> _Work task_
Counting the line with "pub fn has_changed(fresh: &Article, existing: &Article)" as the last one, copy out the lines of the data exactly from the first onward.

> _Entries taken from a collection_
//! Change detection between a fresh article and its stored version.

use crate::models::Article;
use crate::normalize::is_wechat;

/// Decide whether `fresh` materially differs from the stored `existing`.
///
/// WeChat-style articles on either side never count as changed: their feeds
/// re-emit partial metadata on every refresh. Otherwise trimmed content is
/// compared exactly, and when both contents are empty the change timestamps
/// are compared as strings (`fresh` must sort strictly later).
pub fn has_changed(fresh: &Article, existing: &Article) -> bool {
    if is_wechat(fresh) || is_wechat(existing) {
        return false;
    }

    let new_content = fresh.content.trim();
    let old_content = existing.content.trim();
    if !new_content.is_empty() || !old_content.is_empty() {
        return new_content != old_content;
    }

    match (fresh.change_timestamp(), existing.change_timestamp()) {
        (Some(new_time), Some(old_time)) => new_time > old_time,
        _ => false,
    }
}

#[cfg(test)]
mod tests {
    use super::*;

    fn doc(content: &str) -> Article {
        Article {
            platform: Some("yuque".into()),
            ..Article::new("yuque:handbook", "Page", content)
        }
    }

    #[test]
    fn identical_content_is_unchanged() {
        assert!(!has_changed(&doc("same"), &doc("same")));
    }

    #[test]
    fn surrounding_whitespace_is_ignored() {
        assert!(!has_changed(&doc("  same\n"), &doc("same")));
    }

    #[test]
    fn edited_content_is_changed() {
        assert!(has_changed(&doc("v2"), &doc("v1")));
        assert!(has_changed(&doc(""), &doc("v1")));
    }

    #[test]
    fn wechat_is_never_changed() {
        let mut fresh = doc("rewritten");
        fresh.platform = Some("wechat".into());
        assert!(!has_changed(&fresh, &doc("original")));
        assert!(!has_changed(&doc("original"), &fresh));
    }

    #[test]
    fn timestamps_decide_when_content_is_empty() {
        let mut fresh = doc("");
        let mut old = doc("");
        fresh.updated_at = Some("2025-02-01T00:00:00Z".into());
        old.updated_at = Some("2025-01-01T00:00:00Z".into());
        assert!(has_changed(&fresh, &old));
        assert!(!has_changed(&old, &fresh));
        assert!(!has_changed(&old, &old.clone()));
    }

    #[test]
    fn missing_timestamp_means_unchanged() {
        let mut fresh = doc("");
        fresh.published_at = Some("2025-02-01".into());
        assert!(!has_changed(&fresh, &doc("")));
    }

    #[test]
    fn updated_at_takes_precedence() {
        let mut fresh = doc("");
        let mut old = doc("");
        fresh.updated_at = Some("2025-01-01".into());
        fresh.published_at = Some("2025-09-09".into());
        old.updated_at = Some("2025-03-01".into());
        assert!(!has_changed(&fresh, &old));
    }
}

> _Final answer_
//! Change detection between a fresh article and its stored version.

use crate::models::Article;
use crate::normalize::is_wechat;

/// Decide whether `fresh` materially differs from the stored `existing`.
///
/// WeChat-style articles on either side never count as changed: their feeds
/// re-emit partial metadata on every refresh. Otherwise trimmed content is
/// compared exactly, and when both contents are empty the change timestamps
/// are compared as strings (`fresh` must sort strictly later).
pub fn has_changed(fresh: &Article, existing: &Article) -> bool {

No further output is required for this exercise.